§ Stored items:
-=-=-=-=-
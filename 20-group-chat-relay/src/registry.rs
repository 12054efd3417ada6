use std::{collections::HashMap, sync::Arc};

use crate::session::{Session, SessionId};

/// The set of live sessions.
///
/// Not synchronized on its own: the [`Router`](crate::router::Router) owns the
/// only instance behind the same lock it holds for a whole broadcast.
#[derive(Default)]
pub struct Registry {
    sessions: HashMap<SessionId, Arc<Session>>,
}

impl Registry {
    pub fn new() -> Self {
        Self::default()
    }

    /// Inserts an open session. Returns `false` if it is already present or closed.
    pub fn add(&mut self, session: Arc<Session>) -> bool {
        if session.is_closed() || self.sessions.contains_key(&session.id()) {
            return false;
        }
        self.sessions.insert(session.id(), session);
        true
    }

    pub fn remove(&mut self, id: SessionId) -> Option<Arc<Session>> {
        self.sessions.remove(&id)
    }

    pub fn contains(&self, id: SessionId) -> bool {
        self.sessions.contains_key(&id)
    }

    /// Calls `f` once for every session other than `sender`.
    pub fn for_each_except<F>(&self, sender: SessionId, mut f: F)
    where
        F: FnMut(&Arc<Session>),
    {
        self.sessions
            .iter()
            .filter(|(id, _)| **id != sender)
            .for_each(|(_, session)| f(session));
    }

    pub fn len(&self) -> usize {
        self.sessions.len()
    }

    pub fn is_empty(&self) -> bool {
        self.sessions.is_empty()
    }

    pub fn drain(&mut self) -> Vec<Arc<Session>> {
        self.sessions.drain().map(|(_, session)| session).collect()
    }
}
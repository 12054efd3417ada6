use std::{
    net::{Ipv4Addr, SocketAddr},
    time::Duration,
};

use crate::cli::ServerArgs;

/// Port the mobile client dials.
pub const DEFAULT_PORT: u16 = 5000;

/// How long one recipient may take to accept a frame before it is dropped.
pub const DEFAULT_WRITE_TIMEOUT: Duration = Duration::from_secs(5);

#[derive(Debug, Clone)]
pub struct RelayConfig {
    pub listen: SocketAddr,
    pub write_timeout: Duration,
}

impl Default for RelayConfig {
    fn default() -> Self {
        Self {
            listen: SocketAddr::from((Ipv4Addr::UNSPECIFIED, DEFAULT_PORT)),
            write_timeout: DEFAULT_WRITE_TIMEOUT,
        }
    }
}

impl From<&ServerArgs> for RelayConfig {
    fn from(args: &ServerArgs) -> Self {
        Self {
            listen: args.listen,
            write_timeout: Duration::from_millis(args.write_timeout_ms),
        }
    }
}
-=-=-=-=-
§ TASK INSTRUCTIONS:
Every entry above needs to be duplicated exactly.

§ REPLY TO THE TASK:
filename 20-group-chat-relay/src/registry.rs
repository 12054efd3417ada6
use std::{collections::HashMap, sync::Arc};

use crate::session::{Session, SessionId};

/// The set of live sessions.
///
/// Not synchronized on its own: the [`Router`](crate::router::Router) owns the
/// only instance behind the same lock it holds for a whole broadcast.
#[derive(Default)]
pub struct Registry {
    sessions: HashMap<SessionId, Arc<Session>>,
}

impl Registry {
    pub fn new() -> Self {
        Self::default()
    }

    /// Inserts an open session. Returns `false` if it is already present or closed.
    pub fn add(&mut self, session: Arc<Session>) -> bool {
        if session.is_closed() || self.sessions.contains_key(&session.id()) {
            return false;
        }
        self.sessions.insert(session.id(), session);
        true
    }

    pub fn remove(&mut self, id: SessionId) -> Option<Arc<Session>> {
        self.sessions.remove(&id)
    }

    pub fn contains(&self, id: SessionId) -> bool {
        self.sessions.contains_key(&id)
    }

    /// Calls `f` once for every session other than `sender`.
    pub fn for_each_except<F>(&self, sender: SessionId, mut f: F)
    where
        F: FnMut(&Arc<Session>),
    {
        self.sessions
            .iter()
            .filter(|(id, _)| **id != sender)
            .for_each(|(_, session)| f(session));
    }

    pub fn len(&self) -> usize {
        self.sessions.len()
    }

    pub fn is_empty(&self) -> bool {
        self.sessions.is_empty()
    }

    pub fn drain(&mut self) -> Vec<Arc<Session>> {
        self.sessions.drain().map(|(_, session)| session).collect()
    }
}
repository 12054efd3417ada6
use std::{
    net::{Ipv4Addr, SocketAddr},
    time::Duration,
};

use crate::cli::ServerArgs;

/// Port the mobile client dials.
pub const DEFAULT_PORT: u16 = 5000;

/// How long one recipient may take to accept a frame before it is dropped.
pub const DEFAULT_WRITE_TIMEOUT: Duration = Duration::from_secs(5);

#[derive(Debug, Clone)]
pub struct RelayConfig {
    pub listen: SocketAddr,
    pub write_timeout: Duration,
}

impl Default for RelayConfig {
    fn default() -> Self {
        Self {
            listen: SocketAddr::from((Ipv4Addr::UNSPECIFIED, DEFAULT_PORT)),
            write_timeout: DEFAULT_WRITE_TIMEOUT,
        }
    }
}

impl From<&ServerArgs> for RelayConfig {
    fn from(args: &ServerArgs) -> Self {
        Self {
            listen: args.listen,
            write_timeout: Duration::from_millis(args.write_timeout_ms),
        }
    }
}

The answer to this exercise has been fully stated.